Scullery sinks came in pairs, one for hot water and the other for cold water. They were square or rectangular in shape, shallow, and made of non-absorbent materials, such as the slate sinks at Chawton House or lined with copper to protect delicate dishes.

Per the 1891 instruction manual, Principles and Practice of Plumbing:

The general sink in the scullery, into which all kinds of liquids and matter are emptied, from green-water to greasy matters, should be made of a non-absorbent material, such as stoneware or fire-clay. Or if the sink is to answer the double purpose of receiver and washer, i.e., if instead of washing the dinner-plates, etc., in a tub placed within the sink, the sink itself is to be used for that purpose, then instead of fixing a sink of non-elastic material, as stoneware or fire-clay, a wood sink lined with tinned copper should be fixed, copper being sufficiently elastic to prevent the breakage of crockery ware, and its surface being smoother and therefore cleaner than lead.
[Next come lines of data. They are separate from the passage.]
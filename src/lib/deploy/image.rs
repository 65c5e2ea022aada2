use std::path::{Path, PathBuf};
use std::sync::Arc;

use tracing::{debug, info};
use walkdir::WalkDir;

use super::types::{DeployError, DeployResult};
use crate::lib::docker::types::{ContainerEngine, DockerError};
use crate::lib::tasks::types::{Naming, Task};

pub const BUILD_DEFINITION: &str = "Dockerfile";

/// Directory holding the container definition for a task.
#[derive(Debug, Clone, PartialEq, Eq)]
pub struct BuildContext {
    pub dockerfile: PathBuf,
}

impl BuildContext {
    pub fn dir(&self) -> &Path {
        self.dockerfile.parent().unwrap_or_else(|| Path::new("."))
    }
}

#[derive(Debug, Clone, PartialEq, Eq)]
pub struct Image {
    pub tag: String,
    pub built: bool,
}

/// Finds the shallowest `Dockerfile` under `workspace`; ties at equal depth
/// go to the lexicographically smallest path.
pub fn find_build_context(workspace: &Path) -> Option<BuildContext> {
    WalkDir::new(workspace)
        .sort_by_file_name()
        .into_iter()
        .filter_map(Result::ok)
        .filter(|entry| entry.file_type().is_file() && entry.file_name() == BUILD_DEFINITION)
        .min_by(|a, b| {
            a.depth()
                .cmp(&b.depth())
                .then_with(|| a.path().cmp(b.path()))
        })
        .map(|entry| BuildContext {
            dockerfile: entry.into_path(),
        })
}

pub async fn resolve_build_context(workspace: &Path) -> DeployResult<BuildContext> {
    let root = workspace.to_path_buf();
    let found = tokio::task::spawn_blocking(move || find_build_context(&root))
        .await
        .map_err(|e| DeployError::Io(std::io::Error::other(e)))?;
    found.ok_or_else(|| DeployError::NoBuildDefinition(workspace.to_path_buf()))
}

pub struct ImageBuilder {
    engine: Arc<dyn ContainerEngine>,
    naming: Naming,
}

impl ImageBuilder {
    pub fn new(engine: Arc<dyn ContainerEngine>, naming: Naming) -> Self {
        ImageBuilder { engine, naming }
    }

    pub async fn build_or_get(&self, task: &Task, context: &BuildContext) -> DeployResult<Image> {
        let tag = self.naming.image_tag(&task.uuid);

        if self.engine.image_exists(&tag).await? {
            debug!(uuid = %task.uuid, tag, "reusing image");
            return Ok(Image { tag, built: false });
        }

        info!(uuid = %task.uuid, tag, "image not found, building");
        match self.engine.build_image(context.dir(), &tag).await {
            Ok(()) => Ok(Image { tag, built: true }),
            Err(DockerError::BuildFailed(msg)) => Err(DeployError::BuildFailure(msg)),
            Err(e) => Err(DeployError::BuildFailure(e.to_string())),
        }
    }
}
In addition to washing dishes and preparing foods for roasting and boiling, such as cleaning vegetables and dressing poultry, game, and fish; the scullery was used for boiling water and doing laundry, which necessitated the following equipment:

- Set pot (the "copper" or a big metal tub): boiling water
- Dolly tub: soaking dirty clothes overnight
- Wooden tub: for scrubbing
- Mangle: For squeezing water out of cloth

Sanitation was a special concern for house owners, whose sculleries could be the source of illness if they were not properly drained or kept clean. Grease, which abounded in scullery sink water, could choke up a soil pipe and start stinking up the house (see fatberg). Water from green vegetables also has a peculiarly objectionable smell; thus, drainage was of the utmost importance. "The most generally recommended arrangement for carrying away scullery sink water is to make the pipe pass through the scullery wall terminating a little above the ground and to discharge its contents into an open drain from which it is conducted by a pipe into the drain leading to the sewer." In the late 19th century, unsanitary conditions in sculleries and privies could lead to frequent bouts of infectious illness among the home's occupants. A writer in an 1898 edition of the medical journal The Lancet, observed:

A private house in this neighbourhood, rented at 4 a week, was pointed out to me because its inmates had suffered a good deal of sickness, scarlet fever, measles, etc. Here in the back yard, measuring about 10 ft by 5 ft, I found that the privy was only separated from the scullery by a wall four and a half inches thick and that it stood nine inches higher than the scullery floor. By the privy and forming part of it was an open ashpit full of disgusting filth. The rain keeps this filth in a constant state of moisture, so that the excremental matter percolates through the rotting wall of the scullery, and yet against this wall, there are shelves where cooking utensils are placed. On the morning of my visit, some potatoes, ready peeled for cooking, were piled up against that part of the wall which was permeated with the moisture from the privy. When it rains, the amount of water coming through the wall from the privy and into the scullery is much greater, and the scullery is only separated from the living room by a door which generally remains open.

==Hospital sculleries==

For maximum sanitation, the 19th century English nurse, Florence Nightingale, recommended that porcelain sinks should be used in sculleries attached to hospital wards. "The best sink for a scullery is the new white porcelain sink recently introduced with hot and cold water laid on. Care must be taken that the waste pipe has no direct communication with a closed drain, otherwise foul air is certain to find its way into the hospital."